BlockBeats reports that during recent social media discussions, Ethereum founder Vitalik Buterin shared a new vision regarding network capacity issues. He pointed out that in the coming year, Ethereum’s Gas limit is expected to continue rising, but the growth trajectory will become more rational and controllable.
Slowing Growth Rate, More Clear Goals
Unlike the rapid expansion in the past, Vitalik emphasized that future Gas limit increases will undergo changes. The growth rate will slow significantly, and the network’s capacity enhancement goals will become more specific and scientific. This shift reflects the Ethereum team’s in-depth consideration of balancing performance and security.
Differentiated Cost Mechanism Concept
On a practical level, Vitalik proposed an interesting plan. One possible approach is: while increasing the Gas limit fivefold, the Gas cost for certain types of transactions also increases fivefold. This mechanism is particularly suitable for operations with relatively low efficiency.

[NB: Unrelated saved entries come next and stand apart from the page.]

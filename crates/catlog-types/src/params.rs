//! Positional message parameters.

use serde::{Deserialize, Serialize};
use std::fmt;

/// A single positional parameter substituted into a message template.
///
/// Each placeholder in a template accepts a specific set of variants; the
/// renderer rejects mismatches instead of coercing.
#[derive(Debug, Clone, PartialEq, Serialize, Deserialize)]
#[serde(untagged)]
pub enum LogParam {
    /// Boolean value
    Bool(bool),
    /// Signed integer value
    Int(i64),
    /// Floating-point value
    Float(f64),
    /// Single character
    Char(char),
    /// Text value
    Str(String),
}

impl LogParam {
    /// Short name of the variant, used in error messages.
    pub fn kind(&self) -> &'static str {
        match self {
            LogParam::Bool(_) => "bool",
            LogParam::Int(_) => "integer",
            LogParam::Float(_) => "float",
            LogParam::Char(_) => "char",
            LogParam::Str(_) => "string",
        }
    }
}

impl fmt::Display for LogParam {
    fn fmt(&self, f: &mut fmt::Formatter<'_>) -> fmt::Result {
        match self {
            LogParam::Bool(b) => write!(f, "{}", b),
            LogParam::Int(i) => write!(f, "{}", i),
            LogParam::Float(x) => write!(f, "{:?}", x),
            LogParam::Char(c) => write!(f, "{}", c),
            LogParam::Str(s) => f.write_str(s),
        }
    }
}

impl From<bool> for LogParam {
    fn from(b: bool) -> Self {
        LogParam::Bool(b)
    }
}

impl From<char> for LogParam {
    fn from(c: char) -> Self {
        LogParam::Char(c)
    }
}

impl From<&str> for LogParam {
    fn from(s: &str) -> Self {
        LogParam::Str(s.to_string())
    }
}

impl From<String> for LogParam {
    fn from(s: String) -> Self {
        LogParam::Str(s)
    }
}

impl From<&String> for LogParam {
    fn from(s: &String) -> Self {
        LogParam::Str(s.clone())
    }
}

macro_rules! int_param {
    ($($t:ty),*) => {
        $(
            impl From<$t> for LogParam {
                fn from(v: $t) -> Self {
                    LogParam::Int(v as i64)
                }
            }
        )*
    };
}

int_param!(i8, i16, i32, i64, isize, u8, u16, u32, u64, usize);

impl From<f32> for LogParam {
    fn from(v: f32) -> Self {
        LogParam::Float(v as f64)
    }
}

impl From<f64> for LogParam {
    fn from(v: f64) -> Self {
        LogParam::Float(v)
    }
}

/// Build a `Vec<LogParam>` from a list of convertible values.
///
/// # Example
///
/// ```
/// use catlog_types::{params, LogParam};
///
/// let p = params!["disk", 3, 0.5];
/// assert_eq!(p, vec![LogParam::Str("disk".into()), LogParam::Int(3), LogParam::Float(0.5)]);
/// ```
#[macro_export]
macro_rules! params {
    () => {
        ::std::vec::Vec::<$crate::LogParam>::new()
    };
    ($($value:expr),+ $(,)?) => {
        vec![$($crate::LogParam::from($value)),+]
    };
}

#[cfg(test)]
mod tests {
    use super::*;

    #[test]
    fn test_display() {
        assert_eq!(LogParam::from("x").to_string(), "x");
        assert_eq!(LogParam::from(12u16).to_string(), "12");
        assert_eq!(LogParam::from(1.0).to_string(), "1.0");
        assert_eq!(LogParam::from(true).to_string(), "true");
    }

    #[test]
    fn test_params_macro() {
        let empty = params![];
        assert!(empty.is_empty());

        let p = params!['c', -4i8, String::from("s")];
        assert_eq!(p[0].kind(), "char");
        assert_eq!(p[1], LogParam::Int(-4));
        assert_eq!(p[2].kind(), "string");
    }
}
//! Common utility functions.

pub mod fs;

// Re-export commonly used items
pub use fs::{append, expand_path};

The core logic of this design is to incentivize developers and users to optimize transaction types through differentiated pricing, rather than blindly increasing network capacity. Efficient operations maintain relatively low costs, while inefficient ones bear higher fees, guiding the entire ecosystem toward a more optimized direction.
Market Implications
This strategic adjustment indicates that Ethereum’s future scalability approach will become more refined. It is no longer simply about pursuing numerical growth in Gas limits, but about optimizing resource allocation through mechanism design while ensuring network security and stability.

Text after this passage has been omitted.